//! Minimal scripted HTTP/1.1 server for integration tests.
//!
//! Every request is parsed (method, path, query, headers), appended to a
//! request log and answered by a test-supplied handler. Responses always
//! carry `Connection: close`. A reply can advertise a full `Content-Length`
//! and then cut the body short to simulate a dropped transfer.

use std::io::{BufRead, BufReader, Read, Write};
use std::net::{TcpListener, TcpStream};
use std::sync::{Arc, Mutex};
use std::thread;
use std::time::Duration;

#[derive(Debug, Clone)]
pub struct Request {
    pub method: String,
    pub path: String,
    pub query: Vec<(String, String)>,
    pub headers: Vec<(String, String)>,
}

impl Request {
    pub fn query_param(&self, name: &str) -> Option<&str> {
        self.query
            .iter()
            .find(|(k, _)| k == name)
            .map(|(_, v)| v.as_str())
    }

    pub fn header(&self, name: &str) -> Option<&str> {
        self.headers
            .iter()
            .find(|(k, _)| k.eq_ignore_ascii_case(name))
            .map(|(_, v)| v.as_str())
    }

    /// Token from either `Authorization: Bearer` or `?access_token=`
    pub fn token(&self) -> Option<&str> {
        self.header("authorization")
            .and_then(|v| v.strip_prefix("Bearer "))
            .or_else(|| self.query_param("access_token"))
    }
}

#[derive(Debug, Clone)]
pub struct Reply {
    pub status: u16,
    pub content_type: &'static str,
    pub body: Vec<u8>,
    /// Send only this many body bytes, then close
    pub cut_after: Option<usize>,
}

impl Reply {
    pub fn json(status: u16, body: impl Into<String>) -> Self {
        Self {
            status,
            content_type: "application/json",
            body: body.into().into_bytes(),
            cut_after: None,
        }
    }

    pub fn bytes(body: impl Into<Vec<u8>>) -> Self {
        Self {
            status: 200,
            content_type: "application/octet-stream",
            body: body.into(),
            cut_after: None,
        }
    }

    pub fn status(status: u16) -> Self {
        Self::json(status, format!(r#"{{"code":{status},"message":"scripted"}}"#))
    }

    pub fn cut(body: impl Into<Vec<u8>>, after: usize) -> Self {
        Self {
            cut_after: Some(after),
            ..Self::bytes(body)
        }
    }
}

type Handler = dyn Fn(&Request) -> Reply + Send + Sync;

pub struct MockServer {
    listener: TcpListener,
    base: String,
    log: Arc<Mutex<Vec<Request>>>,
}

impl MockServer {
    pub fn bind() -> Self {
        let listener = TcpListener::bind("127.0.0.1:0").expect("bind");
        let port = listener.local_addr().unwrap().port();
        Self {
            listener,
            base: format!("http://127.0.0.1:{port}"),
            log: Arc::new(Mutex::new(Vec::new())),
        }
    }

    /// Base URL without trailing slash, e.g. `http://127.0.0.1:12345`
    pub fn base(&self) -> &str {
        &self.base
    }

    /// Start answering requests in the background. Runs until the process exits.
    pub fn serve(self, handler: impl Fn(&Request) -> Reply + Send + Sync + 'static) -> Running {
        let handler: Arc<Handler> = Arc::new(handler);
        let log = Arc::clone(&self.log);
        let listener = self.listener;
        thread::spawn(move || {
            for stream in listener.incoming().flatten() {
                let handler = Arc::clone(&handler);
                let log = Arc::clone(&log);
                thread::spawn(move || handle(stream, &*handler, &log));
            }
        });
        Running {
            base: self.base,
            log: self.log,
        }
    }
}

/// Handle to a serving [`MockServer`]
pub struct Running {
    base: String,
    log: Arc<Mutex<Vec<Request>>>,
}

impl Running {
    pub fn base(&self) -> &str {
        &self.base
    }

    pub fn url(&self, path: &str) -> String {
        format!("{}{path}", self.base)
    }

    /// Requests received so far, in arrival order
    pub fn requests(&self) -> Vec<Request> {
        self.log.lock().unwrap().clone()
    }

    pub fn count(&self, method: &str, path_prefix: &str) -> usize {
        self.requests()
            .iter()
            .filter(|r| r.method == method && r.path.starts_with(path_prefix))
            .count()
    }
}

fn handle(stream: TcpStream, handler: &Handler, log: &Mutex<Vec<Request>>) {
    let _ = stream.set_read_timeout(Some(Duration::from_secs(5)));
    let _ = stream.set_write_timeout(Some(Duration::from_secs(5)));
    let Ok(read_half) = stream.try_clone() else {
        return;
    };
    let mut reader = BufReader::new(read_half);
    let Some(request) = read_request(&mut reader) else {
        return;
    };
    log.lock().unwrap().push(request.clone());

    let reply = handler(&request);
    let mut stream = stream;
    let head = format!(
        "HTTP/1.1 {} {}\r\nContent-Type: {}\r\nContent-Length: {}\r\nConnection: close\r\n\r\n",
        reply.status,
        reason(reply.status),
        reply.content_type,
        reply.body.len()
    );
    let _ = stream.write_all(head.as_bytes());
    let body = match reply.cut_after {
        Some(n) => &reply.body[..n.min(reply.body.len())],
        None => &reply.body[..],
    };
    let _ = stream.write_all(body);
    let _ = stream.flush();
    let _ = stream.shutdown(std::net::Shutdown::Both);
}

fn read_request(reader: &mut BufReader<TcpStream>) -> Option<Request> {
    let mut line = String::new();
    reader.read_line(&mut line).ok()?;
    let mut parts = line.split_whitespace();
    let method = parts.next()?.to_string();
    let target = parts.next()?.to_string();

    let mut headers = Vec::new();
    loop {
        let mut header = String::new();
        if reader.read_line(&mut header).ok()? == 0 {
            break;
        }
        let header = header.trim_end();
        if header.is_empty() {
            break;
        }
        if let Some((name, value)) = header.split_once(':') {
            headers.push((name.trim().to_string(), value.trim().to_string()));
        }
    }

    // drain any request body so the client sees a clean exchange
    let length = headers
        .iter()
        .find(|(k, _)| k.eq_ignore_ascii_case("content-length"))
        .and_then(|(_, v)| v.parse::<usize>().ok())
        .unwrap_or(0);
    if length > 0 {
        let mut body = vec![0u8; length];
        reader.read_exact(&mut body).ok()?;
    }

    let (path, query) = match target.split_once('?') {
        Some((path, query)) => (path.to_string(), parse_query(query)),
        None => (target, Vec::new()),
    };
    Some(Request {
        method,
        path: percent_decode(&path),
        query,
        headers,
    })
}

fn parse_query(query: &str) -> Vec<(String, String)> {
    query
        .split('&')
        .filter(|p| !p.is_empty())
        .map(|pair| {
            let (k, v) = pair.split_once('=').unwrap_or((pair, ""));
            (percent_decode(k), percent_decode(v))
        })
        .collect()
}

fn percent_decode(s: &str) -> String {
    let bytes = s.as_bytes();
    let mut out = Vec::with_capacity(bytes.len());
    let mut i = 0;
    while i < bytes.len() {
        match bytes[i] {
            b'+' => out.push(b' '),
            b'%' if i + 3 <= bytes.len() => {
                let hex = std::str::from_utf8(&bytes[i + 1..i + 3]).ok();
                match hex.and_then(|h| u8::from_str_radix(h, 16).ok()) {
                    Some(b) => {
                        out.push(b);
                        i += 2;
                    }
                    None => out.push(b'%'),
                }
            }
            b => out.push(b),
        }
        i += 1;
    }
    String::from_utf8_lossy(&out).into_owned()
}

fn reason(status: u16) -> &'static str {
    match status {
        200 => "OK",
        401 => "Unauthorized",
        404 => "Not Found",
        429 => "Too Many Requests",
        500 => "Internal Server Error",
        503 => "Service Unavailable",
        _ => "Status",
    }
}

━━━━━━━━━━━━━━━━━━━━

_Required action_
Scan the listing for the word "TcpListener". Copy every line in which it appears.

_Worked solution_
use std::net::{TcpListener, TcpStream};
    listener: TcpListener,
        let listener = TcpListener::bind("127.0.0.1:0").expect("bind");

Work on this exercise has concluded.